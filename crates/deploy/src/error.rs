//! Deployment errors.

use tagline_core::{DefinitionKey, VersionTag};
use tagline_ports::PortsError;

/// Errors raised while deploying tagged resources.
///
/// Everything except [`LockUnavailable`](Self::LockUnavailable) is local to
/// one resource or one deployment unit; the coordinator records it and moves
/// on to the next unit.
#[derive(Debug, thiserror::Error)]
pub enum DeployError {
    /// The resource file name does not follow `<name>[-<version>].<ext>`.
    #[error("resource name does not match the naming convention: {name}")]
    MalformedResourceName {
        /// The offending file name.
        name: String,
    },

    /// A definition declares a different tag than its file name carries.
    #[error(
        "deployment {deployment}: definition {key} declares version tag {definition_tag} \
         but resource {resource} is tagged {resource_tag}"
    )]
    TagMismatch {
        /// Deployment unit name.
        deployment: String,
        /// Key of the offending definition.
        key: DefinitionKey,
        /// Tag declared inside the definition.
        definition_tag: VersionTag,
        /// Resource the definition was read from.
        resource: String,
        /// Tag derived from the resource file name.
        resource_tag: VersionTag,
    },

    /// No ordering value fits between the neighbours of a new definition.
    #[error(
        "no ordering value left for tag {tag}: computed {candidate}, \
         lower bound {}, upper bound {}",
        bound(.left),
        bound(.right)
    )]
    AllocationExhausted {
        /// Tag of the definition being allocated.
        tag: VersionTag,
        /// Ordering value of the left (lower) neighbour.
        left: Option<u32>,
        /// The value the allocation rule produced.
        candidate: u64,
        /// Ordering value of the right (higher) neighbour.
        right: Option<u32>,
    },

    /// The exclusive lock is required but held elsewhere.
    #[error("exclusive lock unavailable: {lock}")]
    LockUnavailable {
        /// Name of the lock.
        lock: String,
    },

    /// A resource could not be read as a definition.
    #[error("invalid resource {name}: {reason}")]
    Resource {
        /// Resource name.
        name: String,
        /// What was wrong with it.
        reason: String,
    },

    /// Backend failure.
    #[error(transparent)]
    Store(PortsError),
}

impl From<PortsError> for DeployError {
    fn from(err: PortsError) -> Self {
        match err {
            PortsError::LockUnavailable { lock } => Self::LockUnavailable { lock },
            other => Self::Store(other),
        }
    }
}

impl DeployError {
    /// Returns `true` when the error aborts the whole deployment pass rather
    /// than a single unit.
    #[must_use]
    pub fn is_pass_fatal(&self) -> bool {
        matches!(self, Self::LockUnavailable { .. })
    }
}

fn bound(value: &Option<u32>) -> String {
    value.map_or_else(|| "none".to_owned(), |v| v.to_string())
}
//! Catalog domain: categories, items, and the property source they are read
//! from.

mod category;
mod item;
mod properties;

pub use category::Category;
pub use item::{build_item_list, description_key, image_url_key, page, Item, PAGE_SIZE};
pub use properties::{Properties, PropertySource};
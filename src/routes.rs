//! The catalog's HTTP surface.
//!
//! | Route | Response |
//! |---|---|
//! | `/`, `/jewelry`, `/shoes`, `/clothing` | category page, fragment or shell depending on `X-PJAX` |
//! | `/cards/{cardtype}` | JSON array of one page of items |
//! | `/healthz`, `/readyz` | health checks |

use std::sync::Arc;

use http::header::ACCEPT;
use http::StatusCode;
use tracing::error;

use crate::catalog::{self, Category, Properties};
use crate::health;
use crate::request::Request;
use crate::response::{IntoResponse, Json, Response};
use crate::router::Router;
use crate::views::{PageModel, PJAX_HEADER};

/// Builds the application router. Serve it with the loaded [`Properties`].
pub fn router() -> Router<Properties> {
    Router::new()
        .get("/",                  all)
        .get("/jewelry",           jewelry)
        .get("/shoes",             shoes)
        .get("/clothing",          clothing)
        .get("/cards/{cardtype}",  cards)
        .get("/healthz",           health::liveness)
        .get("/readyz",            health::readiness)
}

// GET /
async fn all(req: Request, props: Arc<Properties>) -> Response {
    category_page(Category::All, &req, &props)
}

// GET /jewelry
async fn jewelry(req: Request, props: Arc<Properties>) -> Response {
    category_page(Category::Jewelry, &req, &props)
}

// GET /shoes
async fn shoes(req: Request, props: Arc<Properties>) -> Response {
    category_page(Category::Shoes, &req, &props)
}

// GET /clothing
async fn clothing(req: Request, props: Arc<Properties>) -> Response {
    category_page(Category::Clothing, &req, &props)
}

/// Renders one category page. Any `X-PJAX` header, even an empty one,
/// selects the fragment.
fn category_page(category: Category, req: &Request, props: &Properties) -> Response {
    let items = catalog::page(category, props);
    let model = PageModel::select(category, items, req.has_header(PJAX_HEADER));

    match model.render() {
        Ok(html) => Response::builder()
            .header("x-view", model.view_name)
            .header("vary", "X-PJAX")
            .html(html),
        Err(e) => {
            error!(view = model.view_name, "template rendering failed: {e}");
            Response::status(StatusCode::INTERNAL_SERVER_ERROR)
        }
    }
}

// GET /cards/{cardtype}
//
// Always the first page of the category; unknown card types get shoes.
async fn cards(req: Request, props: Arc<Properties>) -> Response {
    if !accepts_json(&req) {
        return Response::builder()
            .status(StatusCode::NOT_ACCEPTABLE)
            .text("application/json is the only representation of /cards");
    }

    let category = Category::from_card_type(req.param("cardtype").unwrap_or_default());
    Json(catalog::page(category, &*props)).into_response()
}

/// Whether the `Accept` header admits `application/json`.
///
/// Every `Accept` line counts as part of one list. The most specific range
/// matching `application/json` decides, and `q=0` on it means "not this".
/// A request without `Accept` accepts anything.
fn accepts_json(req: &Request) -> bool {
    let mut lines = req.headers().get_all(ACCEPT).iter().peekable();
    if lines.peek().is_none() {
        return true;
    }

    let best = lines
        .filter_map(|line| line.to_str().ok())
        .flat_map(|line| line.split(','))
        .filter_map(json_match)
        .max_by_key(|(specificity, _)| *specificity);

    matches!(best, Some((_, q)) if q > 0.0)
}

/// For a media range that covers `application/json`, its specificity
/// (`*/*` = 0, `application/*` = 1, exact = 2) and quality.
fn json_match(range: &str) -> Option<(u8, f32)> {
    let mut parts = range.split(';');
    let media = parts.next().unwrap_or_default().trim();
    let specificity = if media.eq_ignore_ascii_case("application/json") {
        2
    } else if media.eq_ignore_ascii_case("application/*") {
        1
    } else if media == "*/*" {
        0
    } else {
        return None;
    };

    let q = parts
        .filter_map(|param| param.split_once('='))
        .find(|(name, _)| name.trim().eq_ignore_ascii_case("q"))
        .and_then(|(_, value)| value.trim().parse::<f32>().ok())
        .unwrap_or(1.0);

    Some((specificity, q))
}
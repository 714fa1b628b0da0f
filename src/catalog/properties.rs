//! Read-only property source backing the catalog.
//!
//! The catalog file is TOML. Dotted keys flatten back into the flat property
//! keys the item builder asks for:
//!
//! ```toml
//! jewelry.item0ImageUrl    = "https://cdn.example.com/ring.png"
//! jewelry.item0Description = "Silver ring"
//! ```
//!
//! is looked up as `"jewelry.item0ImageUrl"` and `"jewelry.item0Description"`.

use std::collections::HashMap;
use std::path::Path;

use tracing::{info, warn};

use crate::error::Error;

/// A key → string lookup.
pub trait PropertySource {
    /// Returns the value stored under `key`, if any.
    fn property(&self, key: &str) -> Option<&str>;
}

/// Immutable property map, loaded once at start-up.
#[derive(Clone, Debug, Default)]
pub struct Properties {
    values: HashMap<String, String>,
}

impl Properties {
    pub fn from_pairs<I, K, V>(pairs: I) -> Self
    where
        I: IntoIterator<Item = (K, V)>,
        K: Into<String>,
        V: Into<String>,
    {
        let values = pairs.into_iter().map(|(k, v)| (k.into(), v.into())).collect();
        Self { values }
    }

    /// Parses TOML text, flattening nested tables into dotted keys.
    pub fn from_toml_str(text: &str) -> Result<Self, Error> {
        let table: toml::Table = text.parse()?;
        let mut values = HashMap::new();
        flatten("", &table, &mut values);
        Ok(Self { values })
    }

    /// Reads and parses the catalog file at `path`.
    pub fn load(path: &Path) -> Result<Self, Error> {
        let text = std::fs::read_to_string(path).map_err(|source| Error::Catalog {
            path: path.to_path_buf(),
            source,
        })?;
        let props = Self::from_toml_str(&text)?;
        info!(path = %path.display(), properties = props.len(), "catalog loaded");
        Ok(props)
    }

    pub fn len(&self) -> usize { self.values.len() }
    pub fn is_empty(&self) -> bool { self.values.is_empty() }
}

impl PropertySource for Properties {
    fn property(&self, key: &str) -> Option<&str> {
        self.values.get(key).map(String::as_str)
    }
}

/// Later duplicates win: `"all.x"` at the root and `x` under `[all]` land on
/// the same property key.
fn flatten(prefix: &str, table: &toml::Table, out: &mut HashMap<String, String>) {
    for (key, value) in table {
        let key = if prefix.is_empty() { key.clone() } else { format!("{prefix}.{key}") };
        let value = match value {
            toml::Value::Table(inner) => {
                flatten(&key, inner, out);
                continue;
            }
            toml::Value::String(s)   => s.clone(),
            toml::Value::Integer(n)  => n.to_string(),
            toml::Value::Float(n)    => n.to_string(),
            toml::Value::Boolean(b)  => b.to_string(),
            toml::Value::Datetime(d) => d.to_string(),
            toml::Value::Array(_) => {
                warn!(key = %key, "array values are not supported, skipping");
                continue;
            }
        };
        if out.insert(key.clone(), value).is_some() {
            warn!(key = %key, "duplicate catalog key, later value wins");
        }
    }
}

#[cfg(test)]
mod tests {
    use super::*;

    #[test]
    fn dotted_keys_flatten_to_property_keys() {
        let props = Properties::from_toml_str(
            r#"
            jewelry.item0ImageUrl = "http://x/a.png"
            jewelry.item0Description = "Ring"
            "#,
        )
        .unwrap();

        assert_eq!(props.len(), 2);
        assert_eq!(props.property("jewelry.item0ImageUrl"), Some("http://x/a.png"));
        assert_eq!(props.property("jewelry.item0Description"), Some("Ring"));
        assert_eq!(props.property("jewelry.item1Description"), None);
    }

    #[test]
    fn table_headers_and_quoted_keys_flatten_the_same_way() {
        let props = Properties::from_toml_str(
            r#"
            "all.item0Description" = "quoted"

            [shoes]
            item0Description = "Boot"
            "#,
        )
        .unwrap();

        assert_eq!(props.property("all.item0Description"), Some("quoted"));
        assert_eq!(props.property("shoes.item0Description"), Some("Boot"));
    }

    #[test]
    fn scalars_use_their_display_form_and_arrays_are_skipped() {
        let props = Properties::from_toml_str(
            r#"
            misc.count = 3
            misc.enabled = true
            misc.list = ["a", "b"]
            "#,
        )
        .unwrap();

        assert_eq!(props.property("misc.count"), Some("3"));
        assert_eq!(props.property("misc.enabled"), Some("true"));
        assert_eq!(props.property("misc.list"), None);
    }

    #[test]
    fn colliding_spellings_keep_a_single_property() {
        let props = Properties::from_toml_str(
            r#"
            "all.item0Description" = "quoted"

            [all]
            item0Description = "table"
            "#,
        )
        .unwrap();

        assert_eq!(props.len(), 1);
        assert!(matches!(props.property("all.item0Description"), Some("quoted" | "table")));
    }

    #[test]
    fn malformed_toml_is_an_error() {
        let err = Properties::from_toml_str("jewelry.item0ImageUrl = ").unwrap_err();
        assert!(matches!(err, Error::CatalogFormat(_)));
    }

    #[test]
    fn missing_file_reports_its_path() {
        let err = Properties::load(Path::new("does/not/exist.toml")).unwrap_err();
        match err {
            Error::Catalog { path, .. } => assert_eq!(path, Path::new("does/not/exist.toml")),
            other => panic!("unexpected error: {other}"),
        }
    }

    #[test]
    fn shipped_catalog_covers_every_category() {
        let path = Path::new(env!("CARGO_MANIFEST_DIR")).join("config/catalog.toml");
        let props = Properties::load(&path).unwrap();

        for category in crate::catalog::Category::ALL {
            let key = crate::catalog::image_url_key(category, 0);
            assert!(props.property(&key).is_some(), "missing {key}");
        }
    }
}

* YOUR ASSIGNMENT
Within the material, how many lines hold the string "LockUnavailable"? Give the number by itself.

* ANSWER TO THIS PROBLEM
4